FNSEA wants acceleration on water storage and farm transmission


Logos of the French agricultural unions FNSEA and Young Farmers, photographed during a press conference in Paris, February 13, 2024 (AFP/GEOFFROY VAN DER HASSELT)

The president of the majority agricultural union FNSEA, who wants the State to tackle “big issues”, calls for acceleration on the issue of water storage and “fiscal measures” allowing farms to be modernized and transferred, in an interview with Les Echos published Tuesday.

Arnaud Rousseau, who, like his Young Farmers (JA) counterpart Arnaud Gaillot, has a meeting in the morning with Prime Minister Gabriel Attal, outlines in this interview priorities for a way out of the crisis.

Recalling that Emmanuel Macron had made “upgrading a priority” in 2017, Mr. Rousseau is now waiting to see if the president “wants to set a new collective ambition for us”.

Calling on the executive to “tackle the big issues”, he first raised the issue of water storage. After the abundant rains of winter, “nothing says that in four months, we will not have a drought (…). We must start by making our administration and our procedures much more efficient. This can involve orders or regulations, and therefore move quickly,” he says.

“In Vienne, farmers have been trying for twelve years to move forward with a storage file, with a permit purged of any appeal. Waiting that long is not acceptable,” he believes.

Mr. Rousseau also calls for “a fiscal incentive measure which could push some to transfer sooner and accelerate the modernization of our agriculture”. “Of the 400,000 farms in France, at least 150,000 are affected by retirement within five to seven years,” he recalls.

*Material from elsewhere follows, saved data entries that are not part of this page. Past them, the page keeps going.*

impl XhciController {
    /// Bring the controller from whatever state firmware left it in to
    /// Running with command/event rings live.
    pub fn new(mmio_base: usize) -> DriverResult<Self> {
        let caplength = (mmio_read32(mmio_base + CAP_CAPLENGTH) & 0xFF) as usize;
        let hcsparams1 = mmio_read32(mmio_base + CAP_HCSPARAMS1);
        let hcsparams2 = mmio_read32(mmio_base + CAP_HCSPARAMS2);
        let max_slots = (hcsparams1 & 0xFF) as u8;
        let max_ports = ((hcsparams1 >> 24) & 0xFF) as u8;
        let scratchpads = (((hcsparams2 >> 27) & 0x1F) | (((hcsparams2 >> 21) & 0x1F) << 5)) as usize;

        let op_base = mmio_base + caplength;
        let rt_base = mmio_base + (mmio_read32(mmio_base + CAP_RTSOFF) & !0x1F) as usize;
        let db_base = mmio_base + (mmio_read32(mmio_base + CAP_DBOFF) & !0x3) as usize;

        crate::info!(
            "xhci: {} slots, {} ports, {} scratchpads",
            max_slots,
            max_ports,
            scratchpads
        );

        let handoff = bios_handoff(mmio_base);

        // Halted -> Reset (CNR must clear before register writes)
        Self::halt(op_base)?;
        Self::reset(op_base)?;

        // Device slots and DCBAA (scratchpads hang off slot 0); the
        // slot bookkeeping array caps what we enable
        let slots = if max_slots == 0 { 1 } else { max_slots.min(63) };
        mmio_write32(
            op_base + OP_CONFIG,
            (mmio_read32(op_base + OP_CONFIG) & !0xFF) | slots as u32,
        );
        let dcbaa = DeviceContextArray::new(slots as usize, scratchpads)?;
        mmio_write64(op_base + OP_DCBAAP, dcbaa.base());

        // Command ring with its initial cycle state
        let command_ring = ProducerRing::new(256)?;
        mmio_write64(op_base + OP_CRCR, command_ring.crcr_value());

        // Event ring segment table on interrupter 0
        let event_ring = EventRing::new(256)?;
        let ir0 = rt_base + 0x20;
        mmio_write32(ir0 + IR_ERSTSZ, 1);
        mmio_write64(ir0 + IR_ERDP, event_ring.dequeue_pointer());
        mmio_write64(ir0 + IR_ERSTBA, event_ring.erst_base());
        mmio_write32(ir0 + IR_IMAN, IMAN_ENABLE);

        // Run
        let cmd = mmio_read32(op_base + OP_USBCMD) | CMD_RUN | CMD_INTE;
        mmio_write32(op_base + OP_USBCMD, cmd);
        poll_until(RESET_RETRIES, || {
            mmio_read32(op_base + OP_USBSTS) & STS_HALTED == 0
        })?;

        crate::info!("xhci: controller running");
        Ok(Self {
            cap_base: mmio_base,
            op_base,
            rt_base,
            db_base,
            max_slots: slots,
            max_ports,
            command_ring,
            event_ring,
            dcbaa,
            slot_in_use: [false; 64],
            handoff,
        })
    }

    fn halt(op_base: usize) -> DriverResult<()> {
        let cmd = mmio_read32(op_base + OP_USBCMD) & !CMD_RUN;
        mmio_write32(op_base + OP_USBCMD, cmd);
        poll_until(RESET_RETRIES, || {
            mmio_read32(op_base + OP_USBSTS) & STS_HALTED != 0
        })
    }

    fn reset(op_base: usize) -> DriverResult<()> {
        mmio_write32(op_base + OP_USBCMD, mmio_read32(op_base + OP_USBCMD) | CMD_RESET);
        poll_until(RESET_RETRIES, || {
            mmio_read32(op_base + OP_USBCMD) & CMD_RESET == 0
        })?;
        // Controller Not Ready gates every register write after reset
        poll_until(RESET_RETRIES, || {
            mmio_read32(op_base + OP_USBSTS) & STS_NOT_READY == 0
        })
    }

    /// Write a doorbell: 0 targets the command ring, others a device
    /// slot with the endpoint DCI as the value.
    pub fn ring_doorbell(&self, slot: u8, target: u8) {
        mmio_write32(self.db_base + slot as usize * 4, target as u32);
    }

    pub fn capability_base(&self) -> usize {
        self.cap_base
    }

    /// Post one transfer TRB on an endpoint ring and ring its doorbell.
    pub fn enqueue_transfer(
        &self,
        slot_id: u8,
        dci: u8,
        ring: &mut ProducerRing,
        buffer: PhysAddr,
        len: u32,
    ) -> PhysAddr {
        let addr = ring.enqueue(Trb::normal(buffer, len, false, true));
        self.ring_doorbell(slot_id, dci);
        addr
    }

    /// Pop the next pending event TRB, updating ERDP.
    pub fn poll_events(&mut self) -> Option<Trb> {
        let event = self.event_ring.dequeue_event()?;
        let ir0 = self.rt_base + 0x20;
        mmio_write64(ir0 + IR_ERDP, self.event_ring.dequeue_pointer());
        Some(event)
    }

    /// Enqueue a command, ring doorbell 0, and wait for its completion
    /// event.
    pub fn enqueue_cmd(&mut self, command: Trb) -> DriverResult<CommandCompletionEvent> {
        let command_addr = self.command_ring.enqueue(command);
        self.ring_doorbell(0, 0);

        let mut completion = None;
        poll_until(COMMAND_RETRIES, || {
            while let Some(event) = self.poll_events() {
                if let Some(done) = CommandCompletionEvent::from_trb(event) {
                    if done.command_trb() == command_addr {
                        completion = Some(done);
                        return true;
                    }
                }
            }
            false
        })?;

        let completion = completion.ok_or(DriverError::Protocol)?;
        if !completion.is_success() {
            crate::warn!(
                "xhci: command {:?} failed with code {}",
                command.trb_type(),
                completion.completion_code()
            );
            return Err(DriverError::Protocol);
        }
        Ok(completion)
    }

    fn allocate_slot(&mut self) -> DriverResult<u8> {
        for slot in 1..=self.max_slots as usize {
            if !self.slot_in_use[slot] {
                self.slot_in_use[slot] = true;
                return Ok(slot as u8);
            }
        }
        Err(DriverError::Busy)
    }

    /// Run a control transfer on a device's EP0 ring: Setup, optional
    /// Data, Status; then wait for the transfer event.
    pub fn control_transfer(
        &mut self,
        slot_id: u8,
        ep0_ring: &mut ProducerRing,
        setup: &SetupPacket,
        data: Option<(PhysAddr, u32)>,
    ) -> DriverResult<u32> {
        let dir_in = setup.device_to_host();
        // Transfer type: 0 = no data, 2 = OUT data, 3 = IN data
        let transfer_type = match (setup.has_data_stage(), dir_in) {
            (false, _) => 0,
            (true, false) => 2,
            (true, true) => 3,
        };

        ep0_ring.enqueue(Trb::setup_stage(setup.as_u64(), transfer_type));
        if let Some((buffer, len)) = data {
            ep0_ring.enqueue(Trb::data_stage(buffer, len, dir_in));
        }
        // Status stage runs opposite the data direction
        ep0_ring.enqueue(Trb::status_stage(!dir_in || data.is_none()));
        self.ring_doorbell(slot_id, 1);

        let mut transferred = 0;
        let mut seen = false;
        poll_until(COMMAND_RETRIES, || {
            while let Some(event) = self.poll_events() {
                if let Some(done) = TransferEvent::from_trb(event) {
                    if done.slot_id() == slot_id {
                        seen = done.is_success();
                        let requested = data.map(|(_, len)| len).unwrap_or(0);
                        transferred = requested.saturating_sub(done.residual_length());
                        return true;
                    }
                }
            }
            false
        })?;

        if !seen {
            return Err(DriverError::Protocol);
        }
        Ok(transferred)
    }

    /// Enumerate every port with a connected device.
    pub fn enumerate_devices(&mut self) -> Vec<UsbDevice> {
        let mut devices = Vec::new();
        for port in 0..self.max_ports {
            match self.enumerate_port(port) {
                Ok(Some(device)) => devices.push(device),
                Ok(None) => {}
                Err(e) => {
                    crate::warn!("xhci: port {} enumeration failed: {}", port, e.name());
                }
            }
        }
        devices
    }

    fn portsc_addr(&self, port: u8) -> usize {
        self.op_base + OP_PORTSC_BASE + port as usize * PORTSC_STRIDE
    }

    /// Full per-port flow: reset, Enable Slot, Address Device, read
    /// descriptors, adjust EP0, configure the keyboard interrupt
    /// endpoint, and post the first interrupt transfer.
    fn enumerate_port(&mut self, port: u8) -> DriverResult<Option<UsbDevice>> {
        let portsc = mmio_read32(self.portsc_addr(port));
        if portsc & PORTSC_CCS == 0 {
            return Ok(None);
        }

        // Acknowledge connect-status change, then reset the port
        mmio_write32(self.portsc_addr(port), portsc | PORTSC_CSC);
        mmio_write32(self.portsc_addr(port), portsc | PORTSC_RESET);
        poll_until(RESET_RETRIES, || {
            let sc = mmio_read32(self.portsc_addr(port));
            sc & PORTSC_PRC != 0 || sc & PORTSC_PED != 0
        })?;
        let portsc = mmio_read32(self.portsc_addr(port));
        let speed = DeviceSpeed::from_portsc(((portsc >> 10) & 0xF) as u8);

        crate::info!("xhci: port {} connected, {:?}", port, speed);

        // Enable Slot
        let completion = self.enqueue_cmd(Trb::enable_slot())?;
        let slot_id = if completion.slot_id() != 0 {
            completion.slot_id()
        } else {
            self.allocate_slot()?
        };
        if slot_id as usize >= self.slot_in_use.len() {
            return Err(DriverError::Protocol);
        }
        self.slot_in_use[slot_id as usize] = true;

        // Output context + EP0 transfer ring, then Address Device
        let device_ctx = DeviceContext::new()?;
        self.dcbaa.set_slot(slot_id, &device_ctx)?;

        let mut ep0_ring = ProducerRing::new(16)?;
        let mut input = InputContext::new()?;
        input.clear();
        input.set_add_flags(0b11); // slot + EP0
        input.write_slot(&SlotContextFields {
            route_string: 0,
            speed: ((portsc >> 10) & 0xF) as u8,
            context_entries: 1,
            root_hub_port: port + 1,
        });
        input.write_endpoint(
            1,
            &EndpointContextFields {
                endpoint_type: EP_TYPE_CONTROL,
                max_packet_size: speed.default_max_packet(),
                interval: 0,
                ring_base: ep0_ring.base(),
                dequeue_cycle: true,
                error_count: 3,
            },
        );
        self.enqueue_cmd(Trb::address_device(slot_id, input.base(), false))?;

        // Device descriptor: first 8 bytes to learn EP0's max packet
        let buffer = mm::alloc_frame().map_err(DriverError::from)?;
        let short = SetupPacket::get_descriptor(DESC_DEVICE, 0, 8);
        self.control_transfer(slot_id, &mut ep0_ring, &short, Some((buffer, 8)))?;
        let short_desc = unsafe { core::slice::from_raw_parts(mm::phys_to_ptr(buffer), 8) };
        let bcd_usb = u16::from_le_bytes([short_desc[2], short_desc[3]]);
        let real_mps = if bcd_usb >= 0x0300 {
            1u16 << short_desc[7].min(15)
        } else {
            short_desc[7] as u16
        };

        // Re-evaluate EP0 if the default guess was wrong
        if real_mps != 0 && real_mps != speed.default_max_packet() {
            input.clear();
            input.set_add_flags(0b10); // EP0 only
            input.write_endpoint(
                1,
                &EndpointContextFields {
                    endpoint_type: EP_TYPE_CONTROL,
                    max_packet_size: real_mps,
                    interval: 0,
                    ring_base: ep0_ring.base(),
                    dequeue_cycle: true,
                    error_count: 3,
                },
            );
            self.enqueue_cmd(Trb::evaluate_context(slot_id, input.base()))?;
        }

        // Full device descriptor
        let full = SetupPacket::get_descriptor(DESC_DEVICE, 0, 18);
        self.control_transfer(slot_id, &mut ep0_ring, &full, Some((buffer, 18)))?;
        let device_desc = DeviceDescriptor::parse(unsafe {
            core::slice::from_raw_parts(mm::phys_to_ptr(buffer), 18)
        })?;

        // Configuration descriptor: header first for the total length
        let header = SetupPacket::get_descriptor(DESC_CONFIGURATION, 0, 9);
        self.control_transfer(slot_id, &mut ep0_ring, &header, Some((buffer, 9)))?;
        let total_len = {
            let bytes = unsafe { core::slice::from_raw_parts(mm::phys_to_ptr(buffer), 9) };
            u16::from_le_bytes([bytes[2], bytes[3]]).min(mm::PAGE_SIZE as u16)
        };
        let full_config = SetupPacket::get_descriptor(DESC_CONFIGURATION, 0, total_len);
        self.control_transfer(slot_id, &mut ep0_ring, &full_config, Some((buffer, total_len as u32)))?;
        let config = parse_configuration(unsafe {
            core::slice::from_raw_parts(mm::phys_to_ptr(buffer), total_len as usize)
        })?;

        // Activate the configuration
        let set_config = SetupPacket::set_configuration(config.value);
        self.control_transfer(slot_id, &mut ep0_ring, &set_config, None)?;

        // Wire the keyboard's interrupt-IN endpoint and post the first
        // transfer
        if let Some(endpoint) = config.keyboard_endpoint {
            self.configure_keyboard_endpoint(slot_id, &mut input, &endpoint, port)?;
        }

        mm::free_frame(buffer);
        // The output context and EP0 ring stay with the controller for
        // the device's lifetime
        core::mem::forget(device_ctx);
        core::mem::forget(ep0_ring);

        crate::info!(
            "xhci: slot {} = {:04x}:{:04x} class {:02x}",
            slot_id,
            device_desc.vendor_id,
            device_desc.product_id,
            device_desc.class
        );

        Ok(Some(UsbDevice {
            slot_id,
            port,
            speed,
            vendor_id: device_desc.vendor_id,
            product_id: device_desc.product_id,
            class: device_desc.class,
            keyboard_endpoint: config.keyboard_endpoint,
        }))
    }

    fn configure_keyboard_endpoint(
        &mut self,
        slot_id: u8,
        input: &mut InputContext,
        endpoint: &EndpointInfo,
        _port: u8,
    ) -> DriverResult<()> {
        let dci = endpoint.dci();
        let mut interrupt_ring = ProducerRing::new(16)?;

        input.clear();
        input.set_add_flags(1 | (1 << dci)); // slot + the endpoint
        input.write_slot(&SlotContextFields {
            route_string: 0,
            speed: 0,
            context_entries: dci,
            root_hub_port: 0,
        });
        input.write_endpoint(
            dci,
            &EndpointContextFields {
                endpoint_type: EP_TYPE_INTERRUPT_IN,
                max_packet_size: endpoint.max_packet_size,
                interval: endpoint.interval,
                ring_base: interrupt_ring.base(),
                dequeue_cycle: true,
                error_count: 3,
            },
        );
        self.enqueue_cmd(Trb::configure_endpoint(slot_id, input.base()))?;

        // First interrupt-IN transfer, then the endpoint doorbell
        let report = mm::alloc_frame().map_err(DriverError::from)?;
        interrupt_ring.enqueue(Trb::normal(
            report,
            endpoint.max_packet_size as u32,
            false,
            true,
        ));
        self.ring_doorbell(slot_id, dci);

        core::mem::forget(interrupt_ring);
        Ok(())
    }
}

– “Ensuring income and dignity” –

“Facilitating the arrival of seasonal workers in our sector, which is recognized as a profession in tension, is good. But we could also be granted a reduction in the tax on undeveloped land. We already benefit from a reduction of up to 20%. We would like it to rise to 50%. This would cost around 150 million to public finances,” he explains.

Mr. Rousseau calls for “structural measures to restore the desire to undertake farming by ensuring income and dignity”.

He mentions, for example, the expansion of livestock farms, to go from “70 to 75 cows on average today to perhaps 100 or 120”, making it possible to hire an employee, or to develop oil production. of olives in the southern wine-growing regions hit by drought.

The president of the JA, for his part, recognized progress which is going “in the right direction”, but deplores the slow deployment of the measures obtained from the government during the mobilization of the agricultural world since January.

“When you are the elected politician, it is you who command your different ministries. And therefore you have to shake the coconut tree morning, noon and evening,” pleaded Mr. Gaillot Tuesday morning on RTL.

Asked about the continuation of sporadic demonstrations in France despite the important pledges given by the government, the president of the JA explained that faced with farmers who have been “suffering” for years a loss of competitiveness combined with climatic hazards, “it is complicated”.